Creating Lively Passover Seders
A Sourcebook of Engaging Tales, Texts and Activities
By David Arnow
Jewish Lights Publishing, 2011, 415 pages
Reviewed by Israel Drazin - March 8, 2011
This is a second expanded edition of the 2004 successful first edition, for which David Arnow, its author, received a lot of positive feedback. It contains excellent, interesting, and informative material for people who want to go beyond the traditional Passover Seder night service, or deeper into it, and make it more relevant and inspiring. Arnow writes that his book is for all strands of Jews from secularists, vegetarians, and kabbalists to Reform, Conservative, and Orthodox. The book will help all Jews create a good warm feeling at their Seder. The Orthodox rabbi Shlomo Riskin, Chancellor of Ohr Torah Stone Institutions in Israel wrote that the book will "serve as a marvelous companion piece to the Passover Haggadah and can be referred to year after year."
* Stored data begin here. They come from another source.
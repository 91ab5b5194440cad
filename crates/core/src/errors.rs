use thiserror::Error;

#[derive(Error, Debug)]
pub enum BizError {
    #[error("Resource not found: {0}")]
    NotFound(String),

    #[error("Validation error: {0}")]
    Validation(String),

    #[error("Authentication error: {0}")]
    Authentication(String),

    #[error("Conflict: {0}")]
    Conflict(String),

    #[error("External service error: {0}")]
    External(String),

    #[error("Database error: {0}")]
    Database(#[from] eyre::Report),

    #[error("Internal server error: {0}")]
    Internal(#[from] Box<dyn std::error::Error + Send + Sync>),
}

pub type BizResult<T> = Result<T, BizError>;
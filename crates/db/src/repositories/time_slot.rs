use crate::models::{DbTimeSlot, NewTimeSlot};
use chrono::Utc;
use eyre::Result;
use sqlx::{Pool, Postgres};
use uuid::Uuid;

pub async fn create_time_slot(pool: &Pool<Postgres>, slot: &NewTimeSlot) -> Result<DbTimeSlot> {
    let id = Uuid::new_v4();
    let now = Utc::now();

    let time_slot = sqlx::query_as::<_, DbTimeSlot>(
        r#"
        INSERT INTO time_slots (id, start_time, end_time, calendar_event_id, is_booked, created_at)
        VALUES ($1, $2, $3, $4, FALSE, $5)
        RETURNING id, start_time, end_time, calendar_event_id, is_booked, created_at
        "#,
    )
    .bind(id)
    .bind(slot.start_time)
    .bind(slot.end_time)
    .bind(&slot.calendar_event_id)
    .bind(now)
    .fetch_one(pool)
    .await?;

    Ok(time_slot)
}

pub async fn list_time_slots(pool: &Pool<Postgres>) -> Result<Vec<DbTimeSlot>> {
    let time_slots = sqlx::query_as::<_, DbTimeSlot>(
        r#"
        SELECT id, start_time, end_time, calendar_event_id, is_booked, created_at
        FROM time_slots
        ORDER BY start_time ASC
        "#,
    )
    .fetch_all(pool)
    .await?;

    Ok(time_slots)
}

pub async fn delete_all_time_slots(pool: &Pool<Postgres>) -> Result<u64> {
    let result = sqlx::query(
        r#"
        DELETE FROM time_slots
        "#,
    )
    .execute(pool)
    .await?;

    Ok(result.rows_affected())
}

pub async fn count_time_slots(pool: &Pool<Postgres>) -> Result<i64> {
    let count = sqlx::query_scalar::<_, i64>("SELECT COUNT(*) FROM time_slots")
        .fetch_one(pool)
        .await?;

    Ok(count)
}
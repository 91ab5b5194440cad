use axum::{Router, routing::get};
use std::sync::Arc;

use crate::{ApiState, handlers};

pub fn routes() -> Router<Arc<ApiState>> {
    Router::new()
        .route("/api/auth/google", get(handlers::auth::google_auth_url))
        .route(
            "/api/auth/google/callback",
            get(handlers::auth::google_callback),
        )
        .route("/api/auth/status", get(handlers::auth::auth_status))
        .route("/api/auth/test", get(handlers::auth::test_auth))
}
The Passover Seder (the word means "order") is a ceremonial home family meal designed to recall the ancient exodus of the Israelites from Egypt and give the history a contemporary relevance. It was first sketched out in the third century Mishnah (code of Jewish law) in a 435-word plan. Today, the traditional Ashkenazic (Jews from Germanic and some other lands) Haggadah has over 5,500 words, not counting any commentary. Unfortunately many Jews do not understand this important ceremony, and Arnow's book remedies this problem. Virtually all of the 25 chapters begin with a passage from the Haggadah (the "Retelling"). Thus the Seder leaders and the participants can select which part of the Haggadah they want to explore.
The first chapter, for example, spends 16 pages discussing the Seder plate, which receives a prominent placement on the Seder table. Arnow explains the different customs of what is put in the plate, why people differ, why place items on a plate at all, what items were added by some people in recent times and why did they do so, why is the matzah, the unleavened bread that is so significant to Passover, not on the plate. He has some readings about some of the items on the plate that participants may want to recite during the Seder or discuss.
In another chapter he focuses on the wide-spread myth that Moses is not mentioned in the Haggadah. He shows that Moses is mentioned once explicitly and once by reference. Why, he asks and then answers: do people imagine that Moses is not mentioned and why only these two references? What do these facts tell Jews about the meaning of Passover?
Arnow also includes an English translation of the tenth chapter of Mishnah Pesachim, the earliest description of the Seder, in the appendix, and interesting chapters on "Women of the Exodus," and "The Exodus from Egypt: The Question of Archeology."
Thus, this book is a valuable tool for anyone wanting to know more about the Passover, its ceremonial Seder meal, and the meaning of dozens of parts of the meal ceremony.